Angiogenesis modulation through PBM has been investigated to verify a contribution to repairing process. However, the literature lacks consensus on the ideal laser parameters and expected therapeutic effectiveness. Schindl et al. [36] evaluated in vitro the effects of 670-nm LLL irradiation with different dosimetries, showing that energy densities of 2, 4, and 8 J/cm2 stimulated endothelial cell proliferation. Similarly, Góralczyk et al. [18] found that 635-nm LLL irradiations with similar energy densities stimulated cellular proliferation and positively modulated growth factors and receptors involved in the mechanism of vascular neoformation. Based on this information, the wavelength (660 nm) and energy density (2.5 J/cm2) of the red laser employed in our study probably favored the repair of the pulp tissue.

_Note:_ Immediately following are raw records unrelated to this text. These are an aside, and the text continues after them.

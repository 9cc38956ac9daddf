//! Translation of DataFusion filter expressions into host scan keys.
//!
//! Only conjunctions of `column <op> literal` comparisons and null tests are
//! translated. Untranslatable conjuncts are left to DataFusion, which
//! re-applies every pushed filter because pushdown is reported as inexact.

use datafusion::logical_expr::{Expr, Operator};
use heap_store::{ScanKey, ScanStrategy, TupleDesc};

use crate::convert::scalar_to_datum;

/// Translates `expr` against the live columns of `desc`.
///
/// Returns `None` when no conjunct of `expr` can be evaluated by the host.
pub fn translate_filter(expr: &Expr, desc: &TupleDesc) -> Option<Vec<ScanKey>> {
    let mut keys = Vec::new();
    collect_scan_keys(expr, desc, &mut keys);
    (!keys.is_empty()).then_some(keys)
}

fn collect_scan_keys(expr: &Expr, desc: &TupleDesc, out: &mut Vec<ScanKey>) {
    match expr {
        Expr::BinaryExpr(binary) if binary.op == Operator::And => {
            collect_scan_keys(binary.left.as_ref(), desc, out);
            collect_scan_keys(binary.right.as_ref(), desc, out);
        }
        Expr::BinaryExpr(binary) => {
            // Decision: `literal <op> column` is flipped into `column <op'> literal`.
            let (column, strategy, literal) = match (
                column_name(binary.left.as_ref()),
                binary.right.as_ref(),
            ) {
                (Some(column), Expr::Literal(value, _)) => (column, strategy_for(binary.op), value),
                _ => match (column_name(binary.right.as_ref()), binary.left.as_ref()) {
                    (Some(column), Expr::Literal(value, _)) => {
                        (column, strategy_for(reverse_comparison(binary.op)), value)
                    }
                    _ => return,
                },
            };
            let (Some(strategy), Some(attnum)) = (strategy, desc.find_live(column)) else {
                return;
            };
            // Decision: a literal that does not convert to the column type stays
            // with DataFusion.
            let Some(argument) = scalar_to_datum(literal, desc.attrs[attnum].type_oid) else {
                return;
            };
            out.push(ScanKey::compare(attnum, strategy, argument));
        }
        Expr::IsNull(inner) | Expr::IsNotNull(inner) => {
            let Some(attnum) = column_name(inner.as_ref()).and_then(|name| desc.find_live(name))
            else {
                return;
            };
            out.push(ScanKey::null_test(attnum, matches!(expr, Expr::IsNull(_))));
        }
        _ => {}
    }
}

/// Unqualified column name of a bare column reference.
fn column_name(expr: &Expr) -> Option<&str> {
    match expr {
        Expr::Column(column) => Some(column.name.as_str()),
        _ => None,
    }
}

/// Host strategy for a comparison operator; `<>` and the rest have none.
fn strategy_for(op: Operator) -> Option<ScanStrategy> {
    match op {
        Operator::Eq => Some(ScanStrategy::Equal),
        Operator::Lt => Some(ScanStrategy::Less),
        Operator::LtEq => Some(ScanStrategy::LessEqual),
        Operator::Gt => Some(ScanStrategy::Greater),
        Operator::GtEq => Some(ScanStrategy::GreaterEqual),
        _ => None,
    }
}

fn reverse_comparison(op: Operator) -> Operator {
    match op {
        Operator::Lt => Operator::Gt,
        Operator::LtEq => Operator::GtEq,
        Operator::Gt => Operator::Lt,
        Operator::GtEq => Operator::LtEq,
        other => other,
    }
}

#[cfg(test)]
mod tests {
    use super::*;
    use datafusion::prelude::{col, lit};
    use heap_store::{Attribute, Datum, TypeOid};

    fn desc() -> TupleDesc {
        let mut dropped = Attribute::new("gone", TypeOid::INT4);
        dropped.dropped = true;
        TupleDesc::new(vec![
            Attribute::new("a", TypeOid::INT4),
            dropped,
            Attribute::new("b", TypeOid::TEXT),
        ])
    }

    #[test]
    fn conjunction_translates_each_supported_side() {
        let expr = col("a").gt_eq(lit(2i32)).and(col("b").eq(lit("x")));
        let keys = translate_filter(&expr, &desc()).expect("keys");
        assert_eq!(
            keys,
            vec![
                ScanKey::compare(0, ScanStrategy::GreaterEqual, Datum::Int32(2)),
                ScanKey::compare(2, ScanStrategy::Equal, Datum::Text("x".into())),
            ]
        );
    }

    #[test]
    fn literal_on_the_left_flips_the_operator() {
        let expr = lit(5i32).gt(col("a"));
        let keys = translate_filter(&expr, &desc()).expect("keys");
        assert_eq!(keys, vec![ScanKey::compare(0, ScanStrategy::Less, Datum::Int32(5))]);
    }

    #[test]
    fn unsupported_shapes_are_not_pushed() {
        assert!(translate_filter(&col("a").not_eq(lit(1i32)), &desc()).is_none());
        assert!(translate_filter(&col("a").eq(lit(1i32)).or(col("a").eq(lit(2i32))), &desc()).is_none());
        assert!(translate_filter(&col("gone").eq(lit(1i32)), &desc()).is_none());
        assert!(translate_filter(&col("a").eq(lit("x")), &desc()).is_none());
    }

    #[test]
    fn null_tests_are_pushed() {
        let keys = translate_filter(&col("b").is_null(), &desc()).expect("keys");
        assert_eq!(keys, vec![ScanKey::null_test(2, true)]);
    }
}
//! Access-method boundary consumed by scan bridges.
//!
//! Everything a bridge needs from the host goes through [`HeapAccess`]:
//! snapshot acquisition, catalog lookups, parallel scan coordination and
//! tuple cursors. All calls are synchronous and may block.

use std::fmt;
use std::sync::atomic::{AtomicUsize, Ordering};
use std::sync::Arc;

use crate::error::HostError;
use crate::mvcc::Snapshot;
use crate::tuple::{HeapTuple, TupleDesc};
use crate::types::Datum;

/// Catalog identifier of a relation.
#[derive(Debug, Clone, Copy, PartialEq, Eq, PartialOrd, Ord, Hash)]
pub struct RelationId(pub u32);

impl fmt::Display for RelationId {
    fn fmt(&self, f: &mut fmt::Formatter<'_>) -> fmt::Result {
        write!(f, "{}", self.0)
    }
}

/// Schema-qualified relation name.
#[derive(Debug, Clone, PartialEq, Eq, PartialOrd, Ord, Hash)]
pub struct QualifiedName {
    pub schema: String,
    pub name: String,
}

impl QualifiedName {
    pub fn new(schema: impl Into<String>, name: impl Into<String>) -> Self {
        Self {
            schema: schema.into(),
            name: name.into(),
        }
    }
}

impl fmt::Display for QualifiedName {
    fn fmt(&self, f: &mut fmt::Formatter<'_>) -> fmt::Result {
        write!(f, "{}.{}", self.schema, self.name)
    }
}

/// Kind of catalog entry a name resolves to.
#[derive(Debug, Clone, PartialEq)]
pub enum RelationKind {
    Table,
    /// View with its defining query text.
    View { definition: String },
}

/// Catalog entry returned by [`HeapAccess::lookup_relation`].
#[derive(Debug, Clone, PartialEq)]
pub struct RelationEntry {
    pub id: RelationId,
    pub name: QualifiedName,
    pub kind: RelationKind,
}

/// Comparison performed by one scan key.
#[derive(Debug, Clone, Copy, PartialEq, Eq)]
pub enum ScanStrategy {
    Less,
    LessEqual,
    Equal,
    GreaterEqual,
    Greater,
    IsNull,
    IsNotNull,
}

impl ScanStrategy {
    pub fn as_sql(self) -> &'static str {
        match self {
            Self::Less => "<",
            Self::LessEqual => "<=",
            Self::Equal => "=",
            Self::GreaterEqual => ">=",
            Self::Greater => ">",
            Self::IsNull => "IS NULL",
            Self::IsNotNull => "IS NOT NULL",
        }
    }
}

/// Qualification evaluated by the host while scanning.
#[derive(Debug, Clone, PartialEq)]
pub struct ScanKey {
    pub attnum: usize,
    pub strategy: ScanStrategy,
    /// Comparison argument; unused for the null tests.
    pub argument: Option<Datum>,
}

impl ScanKey {
    pub fn compare(attnum: usize, strategy: ScanStrategy, argument: Datum) -> Self {
        Self {
            attnum,
            strategy,
            argument: Some(argument),
        }
    }

    pub fn null_test(attnum: usize, is_null: bool) -> Self {
        Self {
            attnum,
            strategy: if is_null {
                ScanStrategy::IsNull
            } else {
                ScanStrategy::IsNotNull
            },
            argument: None,
        }
    }
}

impl fmt::Display for ScanKey {
    fn fmt(&self, f: &mut fmt::Formatter<'_>) -> fmt::Result {
        match &self.argument {
            Some(arg) => write!(f, "${} {} {}", self.attnum, self.strategy.as_sql(), arg),
            None => write!(f, "${} {}", self.attnum, self.strategy.as_sql()),
        }
    }
}

/// Shared state of one parallel heap scan. Workers attached to the same
/// descriptor receive disjoint block numbers.
#[derive(Debug)]
pub struct ParallelScanDesc {
    pub relation: RelationId,
    nblocks: usize,
    next_block: AtomicUsize,
}

impl ParallelScanDesc {
    pub fn new(relation: RelationId, nblocks: usize) -> Self {
        Self {
            relation,
            nblocks,
            next_block: AtomicUsize::new(0),
        }
    }

    /// Number of blocks the scan covers, fixed at scan start.
    pub fn nblocks(&self) -> usize {
        self.nblocks
    }

    /// Claims the next unscanned block, or `None` once all were handed out.
    pub fn next_block(&self) -> Option<usize> {
        let block = self.next_block.fetch_add(1, Ordering::AcqRel);
        (block < self.nblocks).then_some(block)
    }
}

/// Per-worker cursor over a heap scan.
pub trait TupleCursor: Send {
    /// Returns the next visible tuple satisfying the scan keys.
    fn next_tuple(&mut self) -> Result<Option<HeapTuple>, HostError>;
}

/// Host services required by the scan bridge.
pub trait HeapAccess: Send + Sync + fmt::Debug + 'static {
    fn acquire_snapshot(&self) -> Result<Snapshot, HostError>;

    /// Resolves a relation name. Unknown names are `Ok(None)`.
    fn lookup_relation(&self, name: &QualifiedName) -> Result<Option<RelationEntry>, HostError>;

    /// Lists the relations (tables and views) of one schema.
    fn list_relations(&self, schema: &str) -> Result<Vec<RelationEntry>, HostError>;

    /// Lists the schemas that exist in the catalog.
    fn list_schemas(&self) -> Result<Vec<String>, HostError>;

    fn relation_descriptor(&self, relation: RelationId) -> Result<TupleDesc, HostError>;

    /// Creates the shared state of a parallel scan over `relation`.
    fn begin_parallel_scan(&self, relation: RelationId) -> Result<ParallelScanDesc, HostError>;

    /// Opens one worker's cursor attached to a parallel scan.
    fn open_scan(
        &self,
        snapshot: &Snapshot,
        parallel: Arc<ParallelScanDesc>,
        keys: &[ScanKey],
    ) -> Result<Box<dyn TupleCursor>, HostError>;

    /// Clears error data recorded by a failed call on the calling thread.
    fn flush_error_state(&self);

    /// Number of error records the calling thread raised but did not flush.
    fn error_state_depth(&self) -> usize;
}
//! Row-store host scanned by `heap_fusion`.
//!
//! `heap_store` keeps relations as blocks of MVCC row versions in memory and
//! exposes them through the synchronous [`HeapAccess`] boundary: snapshots,
//! catalog lookups, parallel block-partitioned scans with host-evaluated scan
//! keys, and an error state that callers must flush after intercepting a
//! failure.

pub mod access;
pub mod error;
pub mod mvcc;
pub mod seed;
pub mod store;
pub mod tuple;
pub mod types;

pub use access::{
    HeapAccess, ParallelScanDesc, QualifiedName, RelationEntry, RelationId, RelationKind,
    ScanKey, ScanStrategy, TupleCursor,
};
pub use error::{ErrorState, HostError};
pub use mvcc::{CommitLog, Snapshot, Xid};
pub use seed::SeedFile;
pub use store::{HeapStore, HeapStoreConfig, DEFAULT_SCHEMA};
pub use tuple::{AttrSlot, Attribute, HeapTuple, OutputSlot, TupleDesc};
pub use types::{Datum, Numeric, TypeOid};
//! State shared by every worker of one heap scan.
//!
//! [`ScanGlobalState`] is built once per planned scan. Each execution of the
//! plan gets its own [`ScanRun`], so executing the same physical plan twice
//! hands out every block again.

use std::collections::{BTreeMap, BTreeSet};
use std::sync::atomic::{AtomicU64, Ordering};
use std::sync::{Arc, Mutex};

use datafusion::arrow::datatypes::{Schema, SchemaRef};
use datafusion::logical_expr::Expr;
use heap_store::{
    Datum, HeapAccess, ParallelScanDesc, RelationEntry, RelationId, ScanKey, Snapshot, TupleDesc,
};
use tracing::{debug, info};

use crate::error::BridgeError;
use crate::guard::host_guard;
use crate::metrics::ScanMetrics;
use crate::scan::filter::translate_filter;
use crate::types::{attribute_type, LogicalType};

/// One column touched by a scan.
#[derive(Debug, Clone, PartialEq)]
pub struct ScanColumn {
    /// Physical attribute ordinal in the heap tuple.
    pub attnum: usize,
    /// Position in the emitted batch; `None` for columns read only by filters.
    pub output_index: Option<usize>,
    /// Column name as bound, used for vector names and error messages.
    pub name: String,
    /// Columnar type the column is emitted as.
    pub logical_type: LogicalType,
    /// Host scan keys on this column.
    pub predicates: Vec<ScanKey>,
}

/// Ordered projection of a scan.
#[derive(Debug, Clone, Default, PartialEq)]
pub struct ScanColumns {
    columns: Vec<ScanColumn>,
}

impl ScanColumns {
    /// Every column the scan touches, emitted or filter-only.
    pub fn iter(&self) -> impl Iterator<Item = &ScanColumn> {
        self.columns.iter()
    }

    /// Emitted columns in output order.
    pub fn projected(&self) -> Vec<&ScanColumn> {
        let mut projected = self
            .columns
            .iter()
            .filter(|column| column.output_index.is_some())
            .collect::<Vec<_>>();
        projected.sort_by_key(|column| column.output_index);
        projected
    }

    /// Physical attribute of each output column, in output order.
    pub fn output_to_physical(&self) -> Vec<usize> {
        self.projected().iter().map(|column| column.attnum).collect()
    }

    /// Output position of each emitted physical attribute.
    pub fn physical_to_output(&self) -> BTreeMap<usize, usize> {
        self.columns
            .iter()
            .filter_map(|column| column.output_index.map(|idx| (column.attnum, idx)))
            .collect()
    }

    /// Every pushed-down scan key, in column order.
    pub fn filter_set(&self) -> Vec<ScanKey> {
        self.columns
            .iter()
            .flat_map(|column| column.predicates.iter().cloned())
            .collect()
    }

    fn entry(&mut self, attnum: usize, name: &str, logical_type: LogicalType) -> &mut ScanColumn {
        let idx = match self.columns.iter().position(|column| column.attnum == attnum) {
            Some(idx) => idx,
            None => {
                self.columns.push(ScanColumn {
                    attnum,
                    output_index: None,
                    name: name.to_string(),
                    logical_type,
                    predicates: Vec::new(),
                });
                self.columns.len() - 1
            }
        };
        &mut self.columns[idx]
    }
}

/// Everything global initialization needs from the bound table and the plan.
#[derive(Debug, Clone, Copy)]
pub struct InitInput<'a> {
    pub relation: &'a RelationEntry,
    /// Descriptor observed at bind time.
    pub bound_desc: &'a TupleDesc,
    /// Physical attribute behind each field of the bound schema.
    pub field_attnums: &'a [usize],
    /// Requested fields of the bound schema; `None` means all of them.
    pub projection: Option<&'a [usize]>,
    pub filters: &'a [Expr],
    pub filter_pushdown: bool,
    /// Snapshot of the running statement. `None` takes a fresh one.
    pub snapshot: Option<&'a Snapshot>,
}

/// One execution of a scan plan.
///
/// Holds the shared block handout and the count-only total. Workers attached
/// to the same run never see the same block twice.
#[derive(Debug, Default)]
pub struct ScanRun {
    generation: u64,
    parallel: Mutex<Option<Arc<ParallelScanDesc>>>,
    total_rows: AtomicU64,
}

impl ScanRun {
    fn new(generation: u64) -> Self {
        Self {
            generation,
            ..Self::default()
        }
    }

    /// Zero for the first execution of the plan, then one more per restart.
    pub fn generation(&self) -> u64 {
        self.generation
    }

    /// Adds rows counted by one worker in count-only mode.
    pub fn add_counted_rows(&self, rows: u64) {
        self.total_rows.fetch_add(rows, Ordering::Release);
    }

    /// Rows counted so far by the workers of this run.
    pub fn total_row_count(&self) -> u64 {
        self.total_rows.load(Ordering::Acquire)
    }
}

#[derive(Debug)]
struct RunSlot {
    current: Arc<ScanRun>,
    /// Workers attached to `current`.
    attached: BTreeSet<usize>,
}

/// Per-scan state shared by all workers.
///
/// Every field except the run slot is written once in
/// [`ScanGlobalState::init`], before the state is shared.
#[derive(Debug)]
pub struct ScanGlobalState {
    host: Arc<dyn HeapAccess>,
    relation: RelationId,
    relation_name: String,
    snapshot: Snapshot,
    desc: TupleDesc,
    columns: ScanColumns,
    /// Physical attribute of each emitted column, in output order.
    output_attnums: Vec<usize>,
    filters: Vec<ScanKey>,
    count_only: bool,
    output_schema: SchemaRef,
    missing: BTreeMap<usize, Datum>,
    run: Mutex<RunSlot>,
    metrics: Arc<ScanMetrics>,
}

impl ScanGlobalState {
    /// Resolves the relation, takes the scan snapshot and builds the
    /// projection and filter sets.
    pub fn init(
        host: Arc<dyn HeapAccess>,
        input: InitInput<'_>,
        metrics: Arc<ScanMetrics>,
    ) -> Result<Self, BridgeError> {
        let relation = input.relation.id;
        let desc = host_guard(host.as_ref(), "relation_descriptor", || {
            host.relation_descriptor(relation)
        })?;
        check_bound_columns(input, &desc)?;
        // Decision: scans planned inside one statement share its snapshot.
        let snapshot = match input.snapshot {
            Some(snapshot) => snapshot.clone(),
            None => host_guard(host.as_ref(), "acquire_snapshot", || host.acquire_snapshot())?,
        };

        let all_fields = (0..input.field_attnums.len()).collect::<Vec<_>>();
        let requested = input.projection.unwrap_or(all_fields.as_slice());
        let count_only = requested.is_empty();

        let mut columns = ScanColumns::default();
        let mut fields = Vec::with_capacity(requested.len());
        for (output_index, field_idx) in requested.iter().enumerate() {
            let attnum = *input.field_attnums.get(*field_idx).ok_or_else(|| {
                BridgeError::internal(format!(
                    "projection references field {field_idx} of {} fields",
                    input.field_attnums.len()
                ))
            })?;
            let attr = &desc.attrs[attnum];
            let logical_type = attribute_type(attr);
            fields.push(logical_type.field(&attr.name, !attr.not_null));
            let column = columns.entry(attnum, &attr.name, logical_type);
            column.output_index = Some(output_index);
        }

        // Decision: untranslatable filters stay with DataFusion only.
        if input.filter_pushdown {
            for expr in input.filters {
                for key in translate_filter(expr, &desc).unwrap_or_default() {
                    let attr = &desc.attrs[key.attnum];
                    columns
                        .entry(key.attnum, &attr.name, attribute_type(attr))
                        .predicates
                        .push(key);
                }
            }
        }
        let filters = columns.filter_set();
        let output_attnums = columns.output_to_physical();
        let missing = init_relation_missing_attrs(&desc);
        metrics.record_scan(filters.len() as u64);

        info!(
            relation = %input.relation.name,
            relation_id = relation.0,
            columns = output_attnums.len(),
            filters = filters.len(),
            count_only,
            missing_attrs = missing.len(),
            statement_snapshot = input.snapshot.is_some(),
            "initialized heap scan"
        );

        Ok(Self {
            relation_name: input.relation.name.to_string(),
            host,
            relation,
            snapshot,
            desc,
            columns,
            output_attnums,
            filters,
            count_only,
            output_schema: Arc::new(Schema::new(fields)),
            missing,
            run: Mutex::new(RunSlot {
                current: Arc::new(ScanRun::new(0)),
                attached: BTreeSet::new(),
            }),
            metrics,
        })
    }

    /// Attaches `worker` to the current run of the plan.
    ///
    /// A worker that is already attached means the plan is executing again:
    /// a fresh run with its own block handout and counter replaces the
    /// current one. Workers of the previous run keep their own run.
    pub fn attach_worker(&self, worker: usize) -> Arc<ScanRun> {
        let mut slot = self.run.lock().unwrap_or_else(|e| e.into_inner());
        // Decision: a repeated partition id marks the start of a new execution.
        if slot.attached.contains(&worker) {
            let generation = slot.current.generation() + 1;
            debug!(
                relation = %self.relation_name,
                worker,
                generation,
                "restarting heap scan for a new execution"
            );
            slot.current = Arc::new(ScanRun::new(generation));
            slot.attached.clear();
        }
        slot.attached.insert(worker);
        Arc::clone(&slot.current)
    }

    fn current_run(&self) -> Arc<ScanRun> {
        let slot = self.run.lock().unwrap_or_else(|e| e.into_inner());
        Arc::clone(&slot.current)
    }

    /// Returns the shared physical scan descriptor of the current run,
    /// creating it on first use.
    pub fn parallel_scan(&self) -> Result<Arc<ParallelScanDesc>, BridgeError> {
        self.parallel_scan_for(&self.current_run())
    }

    /// Returns the shared physical scan descriptor of `run`, creating it on
    /// first use.
    pub fn parallel_scan_for(&self, run: &ScanRun) -> Result<Arc<ParallelScanDesc>, BridgeError> {
        let mut guard = run.parallel.lock().unwrap_or_else(|e| e.into_inner());
        if let Some(parallel) = guard.as_ref() {
            return Ok(Arc::clone(parallel));
        }
        let parallel = Arc::new(host_guard(self.host.as_ref(), "begin_parallel_scan", || {
            self.host.begin_parallel_scan(self.relation)
        })?);
        debug!(
            relation = %self.relation_name,
            generation = run.generation(),
            nblocks = parallel.nblocks(),
            "acquired shared heap scan descriptor"
        );
        *guard = Some(Arc::clone(&parallel));
        Ok(parallel)
    }

    /// Adds rows counted by one worker of the current run.
    pub fn add_counted_rows(&self, rows: u64) {
        self.current_run().add_counted_rows(rows);
    }

    /// Rows counted so far by all workers of the current run.
    pub fn total_row_count(&self) -> u64 {
        self.current_run().total_row_count()
    }

    pub fn host(&self) -> &Arc<dyn HeapAccess> {
        &self.host
    }

    pub fn relation(&self) -> RelationId {
        self.relation
    }

    pub fn relation_name(&self) -> &str {
        &self.relation_name
    }

    pub fn snapshot(&self) -> &Snapshot {
        &self.snapshot
    }

    pub fn desc(&self) -> &TupleDesc {
        &self.desc
    }

    pub fn columns(&self) -> &ScanColumns {
        &self.columns
    }

    /// Physical attribute of each emitted column, in output order.
    pub fn output_attnums(&self) -> &[usize] {
        &self.output_attnums
    }

    /// Scan keys handed to the host when a cursor opens.
    pub fn filters(&self) -> &[ScanKey] {
        &self.filters
    }

    pub fn count_only(&self) -> bool {
        self.count_only
    }

    pub fn output_schema(&self) -> SchemaRef {
        Arc::clone(&self.output_schema)
    }

    /// Value reported for `attnum` by tuples that predate the attribute.
    pub fn missing_value(&self, attnum: usize) -> Option<&Datum> {
        self.missing.get(&attnum)
    }

    pub fn metrics(&self) -> &Arc<ScanMetrics> {
        &self.metrics
    }
}

/// Builds the missing-attribute table of a relation: live attributes that
/// carry a stored value for tuples written before they were added.
pub fn init_relation_missing_attrs(desc: &TupleDesc) -> BTreeMap<usize, Datum> {
    desc.attrs
        .iter()
        .enumerate()
        .filter(|(_, attr)| !attr.dropped)
        .filter_map(|(attnum, attr)| attr.missing.clone().map(|value| (attnum, value)))
        .collect()
}

/// Fails when a column bound at planning time was dropped or retyped since.
fn check_bound_columns(input: InitInput<'_>, current: &TupleDesc) -> Result<(), BridgeError> {
    for attnum in input.field_attnums {
        let bound = input.bound_desc.attr(*attnum);
        let now = current.attr(*attnum);
        match (bound, now) {
            (Some(bound), Some(now))
                if !now.dropped && bound.type_oid == now.type_oid && bound.typmod == now.typmod => {}
            _ => {
                return Err(BridgeError::internal(format!(
                    "relation {} changed since the query was planned (attribute {attnum})",
                    input.relation.name
                )))
            }
        }
    }
    Ok(())
}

Our study showed the advantages of PBM associated with calcium hydroxide in pulp tissue repairing of primary teeth undergoing pulpotomy. Laboratorial analysis of pulp tissue repair is essential to judge the pulp capping material effectiveness [37], because although many studies reveal high clinical and radiographic success rates of pulp capping materials, inflammatory alterations of the pulp are seen histologically [2, 3, 16, 38, 39]. Thus, the histological results of this study suggest that associations of standard therapies with new technologies may be indicated aiming at advances in the pulp treatment of primary teeth.

Conclusion

The CD31 expression was greater in the group PBM when associated with calcium hydroxide. Photobiomodulation therapy followed by calcium hydroxide helped in repairing and seemed to regulate angiogenesis and leukocyte migration processes in the remaining pulp tissue after primary teeth pulpotomy.